WWW.CONDONG.ID, TASIKMALAYA – Di balik kesibukan para santri dalam menuntut ilmu di pesantren, terdapat ruang khusus yang sarat makna. Setiap pekan, mereka duduk bersama sosok yang tak hanya menjadi pendidik, tetapi juga pendengar dan pembimbing: wali kelas. Inilah momen Kewalikelasan, sebuah forum reflektif yang menjadi napas dari proses pendidikan yang holistik dan humanis di Pesantren Condong.

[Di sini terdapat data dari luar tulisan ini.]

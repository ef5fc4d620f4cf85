//! Recursive-descent parser: tokens to a resolved [`Module`].
//!
//! ```text
//! program     := statement*
//! statement   := NAME ':' TYPE '=' expr
//!              | expr
//! expr        := INT | NAME | NAME '(' [expr (',' expr)*] ')'
//! ```

use log::trace;
use pysq_core::PrimitiveType;

use crate::ast::{Expr, Module, Stmt};
use crate::builtin::Builtin;
use crate::error::CompileError;
use crate::span::Span;
use crate::symbols::VariableRegistry;
use crate::token::{Token, TokenKind};

const EOF: Token<'static> = Token {
    kind: TokenKind::Eof,
    lexeme: "",
    span: Span {
        line: 0,
        column: 0,
        offset: 0,
        len: 0,
    },
};

/// Parser over a token slice produced by the lexer.
pub struct Parser<'t, 'src> {
    tokens: &'t [Token<'src>],
    cursor: usize,
    registry: VariableRegistry,
}

impl<'t, 'src> Parser<'t, 'src> {
    /// Create a parser targeting a runtime table of `capacity` slots.
    pub fn new(tokens: &'t [Token<'src>], capacity: usize) -> Self {
        Self {
            tokens,
            cursor: 0,
            registry: VariableRegistry::new(capacity),
        }
    }

    fn peek_at(&self, ahead: usize) -> Token<'src> {
        self.tokens
            .get(self.cursor + ahead)
            .or_else(|| self.tokens.last())
            .copied()
            .unwrap_or(EOF)
    }

    fn peek(&self) -> Token<'src> {
        self.peek_at(0)
    }

    fn advance(&mut self) -> Token<'src> {
        let tok = self.peek();
        if self.cursor < self.tokens.len() {
            self.cursor += 1;
        }
        tok
    }

    fn expect(
        &mut self,
        kind: TokenKind,
        expected: &'static str,
    ) -> Result<Token<'src>, CompileError> {
        let tok = self.peek();
        if tok.kind != kind {
            return Err(unexpected(tok, expected));
        }
        Ok(self.advance())
    }

    /// Parse the whole token stream.
    pub fn parse_module(mut self) -> Result<Module, CompileError> {
        let mut statements = Vec::new();
        while self.peek().kind != TokenKind::Eof {
            statements.push(self.parse_statement()?);
        }
        Ok(Module {
            statements,
            slot_count: self.registry.slot_count(),
        })
    }

    fn parse_statement(&mut self) -> Result<Stmt, CompileError> {
        let tok = self.peek();
        if tok.kind != TokenKind::Literal {
            return Err(unexpected(tok, "statement"));
        }
        if self.peek_at(1).kind == TokenKind::Colon {
            return self.parse_assignation();
        }
        Ok(Stmt::Expr(self.parse_expr()?))
    }

    fn parse_assignation(&mut self) -> Result<Stmt, CompileError> {
        let name = self.advance();
        if !name.is_identifier() {
            return Err(unexpected(name, "variable name"));
        }
        self.expect(TokenKind::Colon, "`:`")?;
        let ty_tok = self.expect(TokenKind::Literal, "type name")?;
        let ty = PrimitiveType::from_keyword(ty_tok.lexeme).ok_or_else(|| {
            CompileError::UnknownType {
                name: ty_tok.lexeme.to_string(),
                span: ty_tok.span,
            }
        })?;
        self.expect(TokenKind::Equals, "`=`")?;

        // The value is parsed before the name is bound, so `x: int = x`
        // reads the previous declaration of `x`.
        let value = self.parse_value()?;

        let var = self
            .registry
            .declare(name.lexeme, ty)
            .ok_or(CompileError::TooManyVariables {
                capacity: self.registry.capacity(),
                span: name.span,
            })?;
        trace!("declared {} as slot {}", name.lexeme, var.id);
        Ok(Stmt::Assignation {
            name: name.lexeme.to_string(),
            var,
            value,
            span: name.span,
        })
    }

    /// Parse an expression that must produce a value.
    fn parse_value(&mut self) -> Result<Expr, CompileError> {
        let expr = self.parse_expr()?;
        if let Expr::FunctionCall { builtin, span, .. } = &expr {
            if !expr.has_value() {
                return Err(CompileError::VoidValue {
                    name: builtin.name().to_string(),
                    span: *span,
                });
            }
        }
        Ok(expr)
    }

    fn parse_expr(&mut self) -> Result<Expr, CompileError> {
        let tok = self.peek();
        if tok.kind != TokenKind::Literal {
            return Err(unexpected(tok, "expression"));
        }
        self.advance();

        if tok.is_identifier() {
            if self.peek().kind == TokenKind::ParenOpen {
                return self.parse_call(tok);
            }
            let var = self
                .registry
                .resolve(tok.lexeme)
                .ok_or_else(|| CompileError::UndefinedVariable {
                    name: tok.lexeme.to_string(),
                    span: tok.span,
                })?;
            return Ok(Expr::VariableRead {
                name: tok.lexeme.to_string(),
                var,
                span: tok.span,
            });
        }

        Ok(Expr::Int {
            value: parse_int(tok)?,
            span: tok.span,
        })
    }

    fn parse_call(&mut self, name: Token<'src>) -> Result<Expr, CompileError> {
        let builtin = Builtin::from_name(name.lexeme).ok_or_else(|| CompileError::UnknownFunction {
            name: name.lexeme.to_string(),
            span: name.span,
        })?;
        let open = self.expect(TokenKind::ParenOpen, "`(`")?;
        let unclosed = CompileError::UnclosedParen { span: open.span };

        let mut args = Vec::new();
        if self.peek().kind == TokenKind::ParenClose {
            self.advance();
        } else {
            loop {
                if self.peek().kind == TokenKind::Eof {
                    return Err(unclosed);
                }
                args.push(self.parse_value()?);
                let sep = self.peek();
                match sep.kind {
                    TokenKind::Comma => {
                        self.advance();
                    }
                    TokenKind::ParenClose => {
                        self.advance();
                        break;
                    }
                    TokenKind::Eof => return Err(unclosed),
                    _ => return Err(unexpected(sep, "`,` or `)`")),
                }
            }
        }

        if args.len() != builtin.arity() {
            return Err(CompileError::WrongArity {
                name: builtin.name().to_string(),
                expected: builtin.arity(),
                found: args.len(),
                span: name.span,
            });
        }
        Ok(Expr::FunctionCall {
            builtin,
            args,
            span: name.span,
        })
    }
}

fn unexpected(tok: Token<'_>, expected: &'static str) -> CompileError {
    CompileError::UnexpectedToken {
        found: tok.lexeme.to_string(),
        expected,
        span: tok.span,
    }
}

fn parse_int(tok: Token<'_>) -> Result<i32, CompileError> {
    if let Ok(value) = tok.lexeme.parse::<i32>() {
        return Ok(value);
    }
    let digits = tok.lexeme.strip_prefix('-').unwrap_or(tok.lexeme);
    if !digits.is_empty() && digits.bytes().all(|b| b.is_ascii_digit()) {
        Err(CompileError::IntegerOutOfRange {
            lexeme: tok.lexeme.to_string(),
            span: tok.span,
        })
    } else {
        Err(CompileError::InvalidLiteral {
            lexeme: tok.lexeme.to_string(),
            span: tok.span,
        })
    }
}
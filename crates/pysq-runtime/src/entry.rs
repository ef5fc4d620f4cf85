//! Program entry point.
//!
//! A generated program is a [`ProgramBody`]: code that runs against a
//! variable table and writes to an output stream. [`execute`] runs the
//! body and then cleans up the table unconditionally, whether or not the
//! body succeeded, mirroring the `body; cleanup(); return 0;` shape of a
//! generated `main`.

use std::fmt;
use std::io::{self, Write};

use log::{debug, error};

use crate::config::{ConfigError, TableConfig};
use crate::table::VariableTable;

/// The injected program logic.
pub trait ProgramBody {
    /// Error the body can fail with.
    type Error: fmt::Display;

    /// Run the body.
    fn run(&mut self, table: &mut VariableTable, out: &mut dyn Write) -> Result<(), Self::Error>;
}

impl<F, E> ProgramBody for F
where
    F: FnMut(&mut VariableTable, &mut dyn Write) -> Result<(), E>,
    E: fmt::Display,
{
    type Error = E;

    fn run(&mut self, table: &mut VariableTable, out: &mut dyn Write) -> Result<(), E> {
        self(table, out)
    }
}

/// Outcome of one program execution.
#[derive(Debug)]
pub struct RunReport<E> {
    /// What the body returned.
    pub result: Result<(), E>,
    /// Number of slots still live after the body, released by cleanup.
    pub released: usize,
}

impl<E> RunReport<E> {
    /// Process exit code: 0 if the body succeeded, 1 otherwise.
    pub fn exit_code(&self) -> i32 {
        match self.result {
            Ok(()) => 0,
            Err(_) => 1,
        }
    }

    /// Whether the body succeeded.
    pub fn is_ok(&self) -> bool {
        self.result.is_ok()
    }
}

/// Run `body`, then release every slot it left initialized.
pub fn execute<B>(
    body: &mut B,
    table: &mut VariableTable,
    out: &mut dyn Write,
) -> RunReport<B::Error>
where
    B: ProgramBody + ?Sized,
{
    let result = body.run(table, out);
    if let Err(e) = &result {
        error!("program body failed: {e}");
    }
    if let Err(e) = out.flush() {
        error!("failed to flush program output: {e}");
    }
    let released = table.cleanup();
    debug!("program finished, cleanup released {released} slots");
    RunReport { result, released }
}

/// Build a table from `config` and run `body` against standard output.
pub fn run<B>(config: TableConfig, mut body: B) -> Result<RunReport<B::Error>, ConfigError>
where
    B: ProgramBody,
{
    let mut table = VariableTable::new(config)?;
    let stdout = io::stdout();
    let mut out = stdout.lock();
    Ok(execute(&mut body, &mut table, &mut out))
}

Kewalikelasan adalah ruang evaluasi dan wadah dialog yang jujur dan mendalam antara santri dan para guru pembimbingnya. Di sinilah setiap dinamika kehidupan santri dibuka dan dibahas: mulai dari capaian akademik, kehidupan di asrama, dinamika pertemanan, hingga persoalan personal yang memerlukan arahan. Pertemuan ini dilakukan secara bergantian antara wali kelas dan guru Bimbingan Konseling (BK), menunjukkan betapa pentingnya keseimbangan antara intelektualitas dan kesehatan emosional (mental health) dalam proses tumbuh kembang santri.
Lebih dari itu, kegiatan ini menjadi ruang strategis untuk menyusun peta masa depan para santri. Wali kelas memeriksa hasil ujian, laporan kehadiran, capaian hafalan Al-Qur’an, dan aktivitas ekstrakurikuler dan juga mendiskusikan arah studi lanjut, pilihan program perguruan tinggi, serta komitmen-komitmen khusus yang harus dibangun untuk menggapai cita-cita tersebut.
Di sinilah peran guru-guru di Pesantren Condong sebagai pendamping masa depan terasa nyata. Santri yang ingin melanjutkan studi ke Timur Tengah, misalnya, diarahkan untuk memperkuat hafalan Al-Qur’an, penguasaan kitab kuning, dan mengikuti program khusus. Santri yang mengincar perguruan tinggi negeri dibimbing untuk fokus pada pendalaman materi umum. Sementara itu, mereka yang memilih melanjutkan di Universitas Riyadlul Ulum diarahkan untuk memperkuat fondasi keilmuan yang sesuai dengan jurusan yang diinginkan.
Namun, kewalikelasan bukan hanya soal target akademik. Dalam forum ini, para wali kelas juga menyampaikan wejangan dan nilai-nilai kepesantrenan yang menjadi fondasi karakter santri. Karena di pesantren ini, keberhasilan bukan hanya diukur dari kampus mana seorang santri diterima, tetapi dari seberapa kuat ia berdiri dalam prinsip, seberapa luas ia memahami hidup, dan seberapa dalam ia menghargai ilmu dan adab.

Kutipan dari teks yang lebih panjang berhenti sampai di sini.